Posted by Jennifer@sissyandsassy at 8:24 AM
Saturday, August 28, 2010
Sissy is in the midst of a love affair with this person:
Anyway, she's also still a little girl at heart:
Anyway, she's also still a little girl at heart:
From what I can tell, eight's gonna be all over the place.
Tuesday, August 24, 2010
I want a game closet in my house like this. I love the whole retro vibe of this movie, and love the idea of kids playing board games and abandoning video games altogether. I'm just having a fit of 70's nostalgia, I guess...all I know is that if you haven't seen The Royal Tenenbaums, you should. You really should. If only for Alec Baldwin's narration.
Posted by Jennifer@sissyandsassy at 9:03 PM
Monday, August 23, 2010
Today was the first day of school for us. I teach at the school Sassy attends, so we got to face the day toge ther--which was nice. She's in third grade which completely boggles my mind, but there it is:
Sassy doesn't start pre-school until next week, so she is staying with family until her year starts. I've always taught at my girls' school, so I'm spoiled in terms of having access to them whenever I want/need them for something. Sassy's new pre-school is close by, but I won't be the one to drop her off at school, or pick her up, either, and I'm really struggling with that.

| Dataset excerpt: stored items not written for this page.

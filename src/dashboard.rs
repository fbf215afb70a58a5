// ABOUTME: Pure derived-statistics functions behind the dashboard endpoint
// ABOUTME: Weight deltas, calorie averages, workout cadence, volume series
//
// SPDX-License-Identifier: MIT OR Apache-2.0
// Copyright (c) 2025 Fitlog Contributors

//! # Dashboard Aggregation
//!
//! Free functions over record slices, with no I/O, so each derived statistic
//! is unit-testable in isolation. The route layer fetches ranged slices from
//! the store and feeds them here.

use std::collections::BTreeMap;

use chrono::NaiveDate;
use serde::{Deserialize, Serialize};

use crate::models::{MealRecord, WeightRecord, WeightUnit, WorkoutRecord};

/// Volume assigned to a workout with no sets, duration, or distance data
const FALLBACK_VOLUME: f64 = 100.0;

/// Net weight change across a window
#[derive(Debug, Clone, Copy, Serialize, Deserialize)]
pub struct WeightChange {
    /// Last reading minus first reading, by time
    pub delta: f64,
    /// Delta relative to the first reading, in percent
    pub percent: f64,
    /// Unit of the most recent reading
    pub unit: WeightUnit,
}

/// One point in the daily training-volume series
#[derive(Debug, Clone, Copy, PartialEq, Serialize, Deserialize)]
pub struct VolumePoint {
    /// Calendar day
    pub day: NaiveDate,
    /// Summed volume for the day
    pub volume: f64,
}

/// Net weight change, requiring at least two readings
///
/// Readings may arrive in any order; they are compared by `recorded_at`.
#[must_use]
pub fn weight_change(records: &[WeightRecord]) -> Option<WeightChange> {
    if records.len() < 2 {
        return None;
    }

    let first = records.iter().min_by_key(|r| r.recorded_at)?;
    let last = records.iter().max_by_key(|r| r.recorded_at)?;
    if first.weight.abs() < f64::EPSILON {
        return None;
    }

    let delta = last.weight - first.weight;
    Some(WeightChange {
        delta,
        percent: delta / first.weight * 100.0,
        unit: last.unit,
    })
}

/// Average calories per calendar day with any calorie data
#[must_use]
pub fn average_daily_calories(meals: &[MealRecord]) -> Option<f64> {
    let mut per_day: BTreeMap<NaiveDate, f64> = BTreeMap::new();
    for meal in meals {
        if let Some(calories) = meal.calories {
            *per_day.entry(meal.eaten_at.date_naive()).or_default() += calories;
        }
    }
    if per_day.is_empty() {
        return None;
    }
    let total: f64 = per_day.values().sum();
    Some(total / per_day.len() as f64)
}

/// Workout cadence: count divided by the number of weeks in the window
#[must_use]
pub fn workouts_per_week(count: usize, window_days: u32) -> f64 {
    if window_days == 0 {
        return 0.0;
    }
    count as f64 / (f64::from(window_days) / 7.0)
}

/// Estimated volume for one workout
///
/// Fallback ladder: sets x reps x load when all three are present, else
/// duration x 10, else distance x 100, else a flat constant.
#[must_use]
pub fn workout_volume(workout: &WorkoutRecord) -> f64 {
    match (workout.sets, workout.reps, workout.load) {
        (Some(sets), Some(reps), Some(load)) => (sets * reps) as f64 * load,
        _ => workout.duration_minutes.map_or_else(
            || workout.distance.map_or(FALLBACK_VOLUME, |d| d * 100.0),
            |minutes| minutes * 10.0,
        ),
    }
}

/// Daily training-volume series, ascending by day
#[must_use]
pub fn daily_volume_series(workouts: &[WorkoutRecord]) -> Vec<VolumePoint> {
    let mut per_day: BTreeMap<NaiveDate, f64> = BTreeMap::new();
    for workout in workouts {
        *per_day
            .entry(workout.performed_at.date_naive())
            .or_default() += workout_volume(workout);
    }
    per_day
        .into_iter()
        .map(|(day, volume)| VolumePoint { day, volume })
        .collect()
}

/// Bound a series to `cap` points by keeping every `stride`-th element
#[must_use]
pub fn downsample<T: Clone>(points: &[T], cap: usize) -> Vec<T> {
    if cap == 0 || points.len() <= cap {
        return points.to_vec();
    }
    let stride = points.len().div_ceil(cap);
    points
        .iter()
        .enumerate()
        .filter(|(i, _)| i % stride == 0)
        .map(|(_, p)| p.clone())
        .collect()
}

#[cfg(test)]
#[allow(clippy::unwrap_used)]
mod tests {
    use super::*;
    use chrono::{DateTime, Duration, TimeZone, Utc};
    use uuid::Uuid;

    fn at(day: i64) -> DateTime<Utc> {
        Utc.with_ymd_and_hms(2025, 6, 1, 12, 0, 0).unwrap() + Duration::days(day)
    }

    fn weight(value: f64, day: i64) -> WeightRecord {
        WeightRecord {
            id: Uuid::new_v4(),
            user_id: Uuid::new_v4(),
            weight: value,
            unit: WeightUnit::Lbs,
            recorded_at: at(day),
            created_at: at(day),
            updated_at: at(day),
        }
    }

    fn meal(calories: Option<f64>, day: i64) -> MealRecord {
        MealRecord {
            id: Uuid::new_v4(),
            user_id: Uuid::new_v4(),
            description: "meal".to_owned(),
            calories,
            protein_g: None,
            carbs_g: None,
            fats_g: None,
            eaten_at: at(day),
            created_at: at(day),
            updated_at: at(day),
        }
    }

    fn workout(
        sets: Option<i64>,
        reps: Option<i64>,
        load: Option<f64>,
        duration: Option<f64>,
        distance: Option<f64>,
        day: i64,
    ) -> WorkoutRecord {
        WorkoutRecord {
            id: Uuid::new_v4(),
            user_id: Uuid::new_v4(),
            activity: "training".to_owned(),
            sets,
            reps,
            load,
            distance,
            duration_minutes: duration,
            intensity: None,
            performed_at: at(day),
            created_at: at(day),
            updated_at: at(day),
        }
    }

    #[test]
    fn test_weight_change_last_minus_first() {
        let records = vec![weight(180.0, 0), weight(175.0, 10)];
        let change = weight_change(&records).unwrap();
        assert!((change.delta - -5.0).abs() < 1e-9);
        assert!((change.percent - -2.7778).abs() < 1e-3);
        assert_eq!(change.unit, WeightUnit::Lbs);
    }

    #[test]
    fn test_weight_change_order_independent() {
        let records = vec![weight(175.0, 10), weight(180.0, 0)];
        let change = weight_change(&records).unwrap();
        assert!((change.delta - -5.0).abs() < 1e-9);
    }

    #[test]
    fn test_weight_change_needs_two_points() {
        assert!(weight_change(&[weight(180.0, 0)]).is_none());
        assert!(weight_change(&[]).is_none());
    }

    #[test]
    fn test_average_daily_calories_distinct_days() {
        let meals = vec![meal(Some(500.0), 1), meal(Some(300.0), 1), meal(Some(700.0), 2)];
        let average = average_daily_calories(&meals).unwrap();
        assert!((average - 750.0).abs() < 1e-9);
    }

    #[test]
    fn test_average_daily_calories_ignores_missing() {
        let meals = vec![meal(None, 1), meal(Some(600.0), 2)];
        let average = average_daily_calories(&meals).unwrap();
        assert!((average - 600.0).abs() < 1e-9);

        assert!(average_daily_calories(&[meal(None, 1)]).is_none());
    }

    #[test]
    fn test_workouts_per_week() {
        assert!((workouts_per_week(6, 14) - 3.0).abs() < 1e-9);
        assert!((workouts_per_week(0, 7)).abs() < 1e-9);
    }

    #[test]
    fn test_volume_ladder() {
        let lifting = workout(Some(3), Some(10), Some(100.0), Some(45.0), None, 0);
        assert!((workout_volume(&lifting) - 3000.0).abs() < 1e-9);

        let timed = workout(Some(3), None, None, Some(45.0), None, 0);
        assert!((workout_volume(&timed) - 450.0).abs() < 1e-9);

        let run = workout(None, None, None, None, Some(5.0), 0);
        assert!((workout_volume(&run) - 500.0).abs() < 1e-9);

        let bare = workout(None, None, None, None, None, 0);
        assert!((workout_volume(&bare) - FALLBACK_VOLUME).abs() < 1e-9);
    }

    #[test]
    fn test_daily_volume_series_sums_per_day_ascending() {
        let workouts = vec![
            workout(None, None, None, Some(30.0), None, 1),
            workout(None, None, None, Some(20.0), None, 1),
            workout(None, None, None, Some(10.0), None, 0),
        ];
        let series = daily_volume_series(&workouts);
        assert_eq!(series.len(), 2);
        assert!((series[0].volume - 100.0).abs() < 1e-9);
        assert!((series[1].volume - 500.0).abs() < 1e-9);
        assert!(series[0].day < series[1].day);
    }

    #[test]
    fn test_downsample_stride() {
        let points: Vec<u32> = (0..200).collect();
        let sampled = downsample(&points, 80);
        assert!(sampled.len() <= 80);
        assert_eq!(sampled[0], 0);
        assert_eq!(sampled[1], 3);

        let short: Vec<u32> = (0..10).collect();
        assert_eq!(downsample(&short, 80).len(), 10);
    }
}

As a teacher, I shamefully confess to judging the parents (really, the mothers--'cause that's what we women do) of my students who can't come to parties, ceremonies, etc. because of work or other issues. I also pass judgment on the quality of my students' lunches, their hair, and their parents' ability to make sure forms, permission slips, and the like get to school in a timely manner. In my total lack of humility and love for my fellow man I pat myself on the back for dotting all those i's, crossing all those t's, and looking to the world like a responsible, on-top-of-it mother.
This afternoon after school, my husband was mowing the backyard, and I was getting dinner together. Sissy was in her room, and last I'd checked, three year-old Sassy was in the living room watching TV. The doorbell rang, and I went to the front door, irritated and convinced it must be someone selling something. There stood my neighbor from down the street, holding Sassy's hand. She had gone out the open garage door (my husband left it open when he took out the lawn equipment) and wandered, barefoot and stringy-haired, 6 or 8 houses down to the cul-de-sac at the end of our street. My neighbor just happened to be outside with her kids and recognized Sassy. Since she has some speech issues, nobody would have been able to understand her if they'd asked her name, and I'm not altogether sure she could pick her house out of all the houses on our street.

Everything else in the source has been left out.